08 May 2008 21:48
leo.pasta
Which queries are missing indexes?
One of the things I really enjoy when doing performance tuning on 2005 (I still work on a mix of several SQL 2000 and some SQL 2005) is the sys.dm_db_missing_index* DMVs. As the query processor evaluates queries, it detects if that specific query could benefit from an index and how much it expect that index would reduce the cost (in terms of IO), exposing these information as views that we can query. I won't delve in the structure of it, but you can use my procedure sp_dba_missingindex as an example (based on Bart Duncan's work). It will return the suggested CREATE INDEX statements along with the expected improvement information, like this:
USE AdventureWorks
exec sp_DBA_MissingIndexes
GO
create_index_statement
improvement_measure unique_compiles user_seeks user_scans avg_user_impact avg_system_impact last_user_seek last_user_scan
CREATE INDEX missing_index_4_3 ON [AdventureWorks].[Sales].[SalesOrderDetail] ([LineTotal]) INCLUDE ([SalesOrderID], [SalesOrderDetailID], [OrderQty])
564.7 1 5 0 99.66 0 2008-05-03 21:55:21.573 NULL
CREATE INDEX missing_index_2_1 ON [AdventureWorks].[Sales].[SalesOrderHeader]([PurchaseOrderNumber])
283.1 1 5 0 99.32 0 2008-05-03 21:55:21.557 NULL
Nevertheless, I don't like to put an index in my schema without knowing exactly which query it is supposed to improve. How would I know if it actually helped? How can I test it? Am I sure it won't make matters worse?

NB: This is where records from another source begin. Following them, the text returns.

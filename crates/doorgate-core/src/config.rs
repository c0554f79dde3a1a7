//! Process configuration.
//!
//! Configuration is read once at start-up from a TOML file and validated into
//! an immutable [`Settings`] value. Nothing changes it afterwards: the device
//! identifier and key in particular are fixed for the process lifetime.
//!
//! ```toml
//! [server]
//! host = "auth.example.local"
//! port = 8080
//!
//! [device]
//! id = "6f9619ff-8b86-d011-b42d-00c04fc964ff"
//! key = "2b7e151628aed2a6abf7158809cf4f3c"
//!
//! [timing]
//! movement_ms = 360
//! open_ms = 3000
//! debounce_ms = 50
//! ```
//!
//! The key may be left out of the file and supplied through the
//! `DOORGATE_KEY` environment variable instead.

use std::path::Path;
use std::time::Duration;

use serde::{Deserialize, Serialize};

use crate::constants::{
    DEFAULT_CONNECT_TIMEOUT_MS, DEFAULT_DEBOUNCE_MS, DEFAULT_DRAIN_TIMEOUT_MS,
    DEFAULT_MOVEMENT_MS, DEFAULT_OPEN_MS, DEFAULT_POLL_INTERVAL_MS, DEFAULT_RESPONSE_TIMEOUT_MS,
    DEFAULT_SERVER_PORT, KEY_ENV_VAR,
};
use crate::error::Error;
use crate::types::{DeviceId, EncryptionKey};
use crate::Result;

/// Raw configuration as it appears in the TOML file.
#[derive(Debug, Clone, PartialEq, Eq, Serialize, Deserialize)]
#[serde(deny_unknown_fields)]
pub struct DoorgateConfig {
    pub server: ServerConfig,
    pub device: DeviceConfig,
    #[serde(default)]
    pub timing: TimingConfig,
}

#[derive(Debug, Clone, PartialEq, Eq, Serialize, Deserialize)]
#[serde(deny_unknown_fields)]
pub struct ServerConfig {
    pub host: String,
    #[serde(default = "default_port")]
    pub port: u16,
    #[serde(default = "default_connect_timeout")]
    pub connect_timeout_ms: u64,
    #[serde(default = "default_response_timeout")]
    pub response_timeout_ms: u64,
    #[serde(default = "default_drain_timeout")]
    pub drain_timeout_ms: u64,
}

#[derive(Clone, PartialEq, Eq, Serialize, Deserialize)]
#[serde(deny_unknown_fields)]
pub struct DeviceConfig {
    pub id: String,
    #[serde(default)]
    pub key: Option<String>,
}

impl std::fmt::Debug for DeviceConfig {
    fn fmt(&self, f: &mut std::fmt::Formatter<'_>) -> std::fmt::Result {
        f.debug_struct("DeviceConfig")
            .field("id", &self.id)
            .field("key", &self.key.as_ref().map(|_| "<redacted>"))
            .finish()
    }
}

#[derive(Debug, Clone, PartialEq, Eq, Serialize, Deserialize)]
#[serde(deny_unknown_fields)]
pub struct TimingConfig {
    #[serde(default = "default_movement")]
    pub movement_ms: u64,
    #[serde(default = "default_open")]
    pub open_ms: u64,
    #[serde(default = "default_debounce")]
    pub debounce_ms: u64,
    #[serde(default = "default_poll_interval")]
    pub poll_interval_ms: u64,
}

impl Default for TimingConfig {
    fn default() -> Self {
        Self {
            movement_ms: DEFAULT_MOVEMENT_MS,
            open_ms: DEFAULT_OPEN_MS,
            debounce_ms: DEFAULT_DEBOUNCE_MS,
            poll_interval_ms: DEFAULT_POLL_INTERVAL_MS,
        }
    }
}

fn default_port() -> u16 {
    DEFAULT_SERVER_PORT
}

fn default_connect_timeout() -> u64 {
    DEFAULT_CONNECT_TIMEOUT_MS
}

fn default_response_timeout() -> u64 {
    DEFAULT_RESPONSE_TIMEOUT_MS
}

fn default_drain_timeout() -> u64 {
    DEFAULT_DRAIN_TIMEOUT_MS
}

fn default_movement() -> u64 {
    DEFAULT_MOVEMENT_MS
}

fn default_open() -> u64 {
    DEFAULT_OPEN_MS
}

fn default_debounce() -> u64 {
    DEFAULT_DEBOUNCE_MS
}

fn default_poll_interval() -> u64 {
    DEFAULT_POLL_INTERVAL_MS
}

impl DoorgateConfig {
    /// Parse configuration from TOML text.
    ///
    /// # Errors
    /// Returns `Error::Config` if the text is not valid TOML or does not
    /// match the expected layout.
    pub fn from_toml_str(text: &str) -> Result<Self> {
        toml::from_str(text).map_err(|e| Error::Config(e.to_string()))
    }

    /// Read configuration from a file without consulting the environment.
    ///
    /// # Errors
    /// Returns `Error::Io` if the file cannot be read and `Error::Config` if
    /// it cannot be parsed.
    pub fn from_file(path: impl AsRef<Path>) -> Result<Self> {
        let text = std::fs::read_to_string(path)?;
        Self::from_toml_str(&text)
    }

    /// Read configuration from a file, letting `DOORGATE_KEY` supply or
    /// override the key.
    ///
    /// # Errors
    /// See [`DoorgateConfig::from_file`].
    pub fn load(path: impl AsRef<Path>) -> Result<Self> {
        let config = Self::from_file(path)?;
        Ok(config.with_key_override(std::env::var(KEY_ENV_VAR).ok()))
    }

    /// Replace the key when an override is present.
    #[must_use]
    pub fn with_key_override(mut self, key: Option<String>) -> Self {
        if let Some(key) = key.filter(|k| !k.trim().is_empty()) {
            self.device.key = Some(key);
        }
        self
    }

    /// Validate and convert into typed, immutable settings.
    ///
    /// # Errors
    /// Returns `Error::MissingConfig` when no key was supplied and
    /// `Error::Config` (or the typed parse error) for any invalid value.
    pub fn validate(&self) -> Result<Settings> {
        if self.server.host.trim().is_empty() {
            return Err(Error::Config("server.host must not be empty".to_string()));
        }
        if self.server.port == 0 {
            return Err(Error::Config("server.port must not be 0".to_string()));
        }

        let device_id: DeviceId = self.device.id.parse()?;
        let key_hex = self
            .device
            .key
            .as_deref()
            .ok_or_else(|| Error::MissingConfig(format!("device.key (or {KEY_ENV_VAR})")))?;
        let key = EncryptionKey::from_hex(key_hex)?;

        let server = ServerSettings {
            host: self.server.host.trim().to_string(),
            port: self.server.port,
            connect_timeout: positive("server.connect_timeout_ms", self.server.connect_timeout_ms)?,
            response_timeout: positive(
                "server.response_timeout_ms",
                self.server.response_timeout_ms,
            )?,
            drain_timeout: positive("server.drain_timeout_ms", self.server.drain_timeout_ms)?,
        };

        let timing = DoorTiming {
            movement: positive("timing.movement_ms", self.timing.movement_ms)?,
            open: positive("timing.open_ms", self.timing.open_ms)?,
            debounce: positive("timing.debounce_ms", self.timing.debounce_ms)?,
        };
        let poll_interval = positive("timing.poll_interval_ms", self.timing.poll_interval_ms)?;
        if poll_interval >= timing.debounce {
            return Err(Error::Config(format!(
                "timing.poll_interval_ms ({}) must be shorter than timing.debounce_ms ({})",
                self.timing.poll_interval_ms, self.timing.debounce_ms
            )));
        }

        Ok(Settings {
            server,
            device_id,
            key,
            timing,
            poll_interval,
        })
    }
}

fn positive(name: &str, millis: u64) -> Result<Duration> {
    if millis == 0 {
        return Err(Error::Config(format!("{name} must be greater than 0")));
    }
    Ok(Duration::from_millis(millis))
}

/// Authorization server endpoint and exchange bounds.
#[derive(Debug, Clone, PartialEq, Eq)]
pub struct ServerSettings {
    pub host: String,
    pub port: u16,
    pub connect_timeout: Duration,
    pub response_timeout: Duration,
    pub drain_timeout: Duration,
}

/// Physical timing of the door mechanism and the override button.
#[derive(Debug, Clone, Copy, PartialEq, Eq)]
pub struct DoorTiming {
    /// Drive time between end positions.
    pub movement: Duration,
    /// Dwell time in the open position before auto-close.
    pub open: Duration,
    /// Button settle window.
    pub debounce: Duration,
}

impl Default for DoorTiming {
    fn default() -> Self {
        Self {
            movement: Duration::from_millis(DEFAULT_MOVEMENT_MS),
            open: Duration::from_millis(DEFAULT_OPEN_MS),
            debounce: Duration::from_millis(DEFAULT_DEBOUNCE_MS),
        }
    }
}

/// Validated configuration, fixed for the process lifetime.
#[derive(Debug, Clone)]
pub struct Settings {
    pub server: ServerSettings,
    pub device_id: DeviceId,
    pub key: EncryptionKey,
    pub timing: DoorTiming,
    pub poll_interval: Duration,
}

So, inspired by Greg Linwood procedure to find which queries are doing large index scans, I thought that I could use tweak that idea to answer those questions. The trick is that SQL Server query processor will include the missing index information in the showplan output as well, so I can parse the showplan XML for occurrences of missing indexes entries on the table I want. This way I an see the actual query and judge if that is indeed the correct index or if adjustments are necessary (the code is available to download here):
USE AdventureWorks
EXEC sp_DBA_QueriesMissingIndexes 'SalesOrderHeader',1
EXEC sp_DBA_QueriesMissingIndexes 'SalesOrderDetail',1
GO
Statement
Stored Procedure
query_plan
execution_count min_logical_reads max_logical_reads avg_logical_reads min_logical_writes max_logical_writes avg_logical_writes min_worker_time max_worker_time avg_worker_time min_elapsed_time max_elapsed_time avg_elapsed_time
)select CustomerID , SalesOrderNumber , SubTotal from [Sales] . [SalesOrderHeader] where ShipMethodID > @0 ......
NULL
<ShowPlanXML xmlns="
http://schemas.microsoft.com/sqlserver/2004/07/showplan" Version="1.0".........
1 703 703 703 0 0 0 26669 26669 26669 176983 176983 176983
(1 row(s) affected)
Statement
Stored Procedure
query_plan
execution_count min_logical_reads max_logical_reads avg_logical_reads min_logical_writes max_logical_writes avg_logical_writes min_worker_time max_worker_time avg_worker_time min_elapsed_time max_elapsed_time avg_elapsed_time
)select SalesOrderId , SalesOrderDetailId , OrderQty from Sales . SalesOrderDetail where LineTotal = @0 .......
NULL
<ShowPlanXML xmlns="
http://schemas.microsoft.com/sqlserver/2004/07/showplan" Version="1.0"........
1 1241 1241 1241 0 0 0 240383 240383 240383 573199 573199 573199
(1 row(s) affected)
The obvious limitation of that procedure is that it can only pinpoint queries that still have its plan stored in SQL Server cache. I found that, specially for low-cost queries, SQL tends to throw away the plan as soon as it finishes executing it. Setting "PARAMETERIZATION FORCED" for the database helps to keep query plans in the cache for more time. In "real life" scenarios it seems to find the "villains" pretty often.
I am not finished with it yet, as it is a nice excuse to learn XQuery in SQL Server and there are some quirks in the logic to extract the statement text (the open bracket at the beginning) that I want to fix. But I think it can be useful as it is, so I am making it public.
I also wouldn't mind getting some feedback on them. :-)